Зима, вопреки опасениям Триты, не отличалась холодами. Её сырая заволока то сидела туманами, то, разнесённая ветром, отекала по небесам грязью. В общем, зима как зима.

Риши пересиживали непогоду в наспех сложенной хижине. Дадхъянч связал ремнями брёвна, привалил их неподъёмными камнями, а сверху, по стяжкам стен, выложил охапки тростника.

Крыша нещадно текла. В разных местах. Будто задразнивая Дадхъянча, поджидавшего с комком вязкой глины очередную течь в совершенно другом месте.

Однажды хижину присыпало камневалом, снесённым в бурю с горного склона. Она выдержала. Риши не стали разгребать камни, считая, что эта засыпь только на пользу их жилью.

Дадхъянч занимался огнём. Каждый день. Риши жёг, топил и варил.
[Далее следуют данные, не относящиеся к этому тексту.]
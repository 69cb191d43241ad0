pub mod quick;
pub mod selection;

use std::cmp::Ordering;

pub use quick::QuickSort;
pub use selection::SelectionSort;

/// Selector for the active sorting strategy.
#[derive(Debug, Clone, Copy, PartialEq, Eq)]
pub enum SortKind {
    Quick,
    Selection,
}

/// The active sorting strategy. A closed enum rather than a trait object:
/// a `sort<T>` method is generic over the element type, which rules out
/// dynamic dispatch, and the strategy set is fixed anyway.
#[derive(Debug)]
pub enum Sorter {
    Quick(QuickSort),
    Selection(SelectionSort),
}

impl Sorter {
    pub fn new(kind: SortKind) -> Self {
        match kind {
            SortKind::Quick => Sorter::Quick(QuickSort::new()),
            SortKind::Selection => Sorter::Selection(SelectionSort),
        }
    }

    pub fn kind(&self) -> SortKind {
        match self {
            Sorter::Quick(_) => SortKind::Quick,
            Sorter::Selection(_) => SortKind::Selection,
        }
    }

    /// Sorts `items` in place according to `cmp`.
    /// Sorting a sub-range is done by slicing at the call site.
    pub fn sort<T>(&mut self, items: &mut [T], cmp: &dyn Fn(&T, &T) -> Ordering) {
        match self {
            Sorter::Quick(quick) => quick.sort(items, cmp),
            Sorter::Selection(selection) => selection.sort(items, cmp),
        }
    }
}

impl Default for Sorter {
    fn default() -> Self {
        Sorter::new(SortKind::Quick)
    }
}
Он стал агнидхом этой хижины. Жрецом её огня. Трита мог по целому дню не вставать с лежанки. Иногда он вскакивал среди ночи и в порыве возбуждения ходил из угла в угол. Неистово размахивая руками и спотыкаясь о ноги ворчливого, разбуженного Дадхъянча.
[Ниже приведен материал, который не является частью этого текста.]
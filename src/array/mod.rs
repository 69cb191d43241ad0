pub mod binary_search;
pub mod dynamic_array;

pub use dynamic_array::DynamicArray;
/// Collaboration graph demo
///
/// Shows the graph queries driven by cast co-appearances:
/// - direct collaborators
/// - team discovery (BFS)
/// - maximum-score collaboration set (Prim-style)

use cinedex::core::catalog::CatalogIndex;
use cinedex::core::types::{Movie, Person};

fn main() {
    let mut catalog = CatalogIndex::new();

    catalog.load(create_movie(
        "Taxi Driver",
        1976,
        684_728,
        &["Robert De Niro", "Jodie Foster"],
        "Martin Scorsese",
    ));
    catalog.load(create_movie(
        "Heat",
        1995,
        700_000,
        &["Al Pacino", "Robert De Niro"],
        "Michael Mann",
    ));
    catalog.load(create_movie(
        "Casino",
        1995,
        560_000,
        &["Robert De Niro", "Sharon Stone", "Joe Pesci"],
        "Martin Scorsese",
    ));
    catalog.load(create_movie(
        "The Irishman",
        2019,
        430_000,
        &["Robert De Niro", "Al Pacino", "Joe Pesci"],
        "Martin Scorsese",
    ));
    catalog.finalize_load();

    let de_niro = Person::new("Robert De Niro");

    println!("Direct collaborators of {}:", de_niro.name());
    for person in catalog.direct_collaborators_of(&de_niro) {
        println!("  {}", person.name());
    }
    println!();

    let foster = Person::new("Jodie Foster");
    println!("Team reachable from {}:", foster.name());
    for person in catalog.team_of(&foster) {
        println!("  {}", person.name());
    }
    println!();

    println!("Maximum-score collaborations in De Niro's team:");
    let mut edges = catalog.maximize_collaborations_in_the_team_of(&de_niro);
    edges.sort_by(|a, b| b.score().partial_cmp(&a.score()).unwrap_or(std::cmp::Ordering::Equal));
    for edge in &edges {
        println!(
            "  {} / {}  (score {:.0}, {} shared movies)",
            edge.actor_a().name(),
            edge.actor_b().name(),
            edge.score(),
            edge.count_movies()
        );
    }
}

/// Helper to build a movie record
fn create_movie(title: &str, year: i32, votes: u64, cast: &[&str], director: &str) -> Movie {
    Movie::new(
        title,
        year,
        votes,
        cast.iter().map(|name| Person::new(name)).collect(),
        Person::new(director),
    )
}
Трита твердил одно. Он твердил: «Пятый элемент». Что это значило, Дадхъянч не понимал. Мировых элементов существовало четыре. Так же как и сторон света или времён года. Возможно, Трита стоял на пороге великого открытия. Он вообще был реформатором, этот Трита. Куда большим, чем Дадхъянч. Молодой риши жил по правилам, а его товарищ сам создавал правила для себя. Рано или поздно им пришлось бы начать войну. Правда, Трита иногда уходил и отсутствовал день или два. Возвращался он с молочным бурдюком, с котелком варёной говядины, с мукой и мёдом, с ягодами, с сухим душистым листом, который размачивают и жуют, припивая водой. Где он всё это брал?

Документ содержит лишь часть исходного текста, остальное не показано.